§ Information supplied:
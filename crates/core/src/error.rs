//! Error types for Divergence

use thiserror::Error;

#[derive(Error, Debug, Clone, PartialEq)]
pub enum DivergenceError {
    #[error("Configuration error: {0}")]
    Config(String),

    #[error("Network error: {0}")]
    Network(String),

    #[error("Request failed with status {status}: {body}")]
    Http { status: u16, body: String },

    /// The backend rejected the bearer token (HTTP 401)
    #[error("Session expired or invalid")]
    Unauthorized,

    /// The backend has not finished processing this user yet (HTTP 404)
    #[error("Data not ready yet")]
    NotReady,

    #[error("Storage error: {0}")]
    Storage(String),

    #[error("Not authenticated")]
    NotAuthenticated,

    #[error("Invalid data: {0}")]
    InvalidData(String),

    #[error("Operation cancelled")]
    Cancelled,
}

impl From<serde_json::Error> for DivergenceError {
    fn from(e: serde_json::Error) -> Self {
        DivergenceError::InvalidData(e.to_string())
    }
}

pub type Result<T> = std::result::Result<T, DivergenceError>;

--

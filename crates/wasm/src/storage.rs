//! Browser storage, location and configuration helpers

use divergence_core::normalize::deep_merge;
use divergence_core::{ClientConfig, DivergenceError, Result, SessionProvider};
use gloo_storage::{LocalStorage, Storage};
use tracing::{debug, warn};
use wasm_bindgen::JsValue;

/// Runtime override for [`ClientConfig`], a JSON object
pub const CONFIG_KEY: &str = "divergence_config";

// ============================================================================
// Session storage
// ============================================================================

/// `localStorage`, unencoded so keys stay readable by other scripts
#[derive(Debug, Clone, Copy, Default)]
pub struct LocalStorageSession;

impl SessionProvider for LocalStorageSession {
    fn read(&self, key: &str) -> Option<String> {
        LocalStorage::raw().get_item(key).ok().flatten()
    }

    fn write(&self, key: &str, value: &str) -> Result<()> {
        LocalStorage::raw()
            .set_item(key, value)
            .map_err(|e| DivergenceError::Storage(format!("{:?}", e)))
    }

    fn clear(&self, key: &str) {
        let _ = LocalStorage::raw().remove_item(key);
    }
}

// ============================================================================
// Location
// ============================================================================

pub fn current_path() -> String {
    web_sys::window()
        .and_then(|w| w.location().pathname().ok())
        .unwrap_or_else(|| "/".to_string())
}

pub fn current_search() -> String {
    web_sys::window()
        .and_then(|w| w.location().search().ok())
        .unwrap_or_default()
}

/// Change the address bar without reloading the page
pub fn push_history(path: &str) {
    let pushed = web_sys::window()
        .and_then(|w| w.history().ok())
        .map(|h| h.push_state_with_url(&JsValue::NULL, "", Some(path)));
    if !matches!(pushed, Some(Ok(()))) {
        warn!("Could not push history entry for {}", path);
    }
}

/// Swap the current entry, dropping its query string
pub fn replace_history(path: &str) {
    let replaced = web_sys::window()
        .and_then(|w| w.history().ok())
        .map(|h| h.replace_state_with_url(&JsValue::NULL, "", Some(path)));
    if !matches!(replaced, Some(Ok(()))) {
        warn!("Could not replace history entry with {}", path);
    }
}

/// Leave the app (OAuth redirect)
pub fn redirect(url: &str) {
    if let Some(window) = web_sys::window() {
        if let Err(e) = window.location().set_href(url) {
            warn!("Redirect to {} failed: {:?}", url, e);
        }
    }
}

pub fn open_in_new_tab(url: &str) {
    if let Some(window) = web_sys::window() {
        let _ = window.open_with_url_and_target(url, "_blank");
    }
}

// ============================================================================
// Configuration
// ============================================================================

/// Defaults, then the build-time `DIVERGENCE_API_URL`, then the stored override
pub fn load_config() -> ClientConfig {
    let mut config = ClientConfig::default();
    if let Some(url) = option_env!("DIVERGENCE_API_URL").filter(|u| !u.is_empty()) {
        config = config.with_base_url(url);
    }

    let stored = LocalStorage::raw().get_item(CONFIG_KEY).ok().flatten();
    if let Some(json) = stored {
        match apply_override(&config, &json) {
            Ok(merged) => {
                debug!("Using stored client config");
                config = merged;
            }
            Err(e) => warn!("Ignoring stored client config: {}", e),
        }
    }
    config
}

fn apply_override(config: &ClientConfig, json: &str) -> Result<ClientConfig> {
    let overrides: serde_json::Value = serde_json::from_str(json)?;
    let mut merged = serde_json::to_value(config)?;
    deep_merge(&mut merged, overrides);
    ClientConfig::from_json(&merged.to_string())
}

§ What is being asked: All lines in the entries above that hold the word "merged" need to be copied.

§ Answer section:
            Ok(merged) => {
                config = merged;
    let mut merged = serde_json::to_value(config)?;
    deep_merge(&mut merged, overrides);
    ClientConfig::from_json(&merged.to_string())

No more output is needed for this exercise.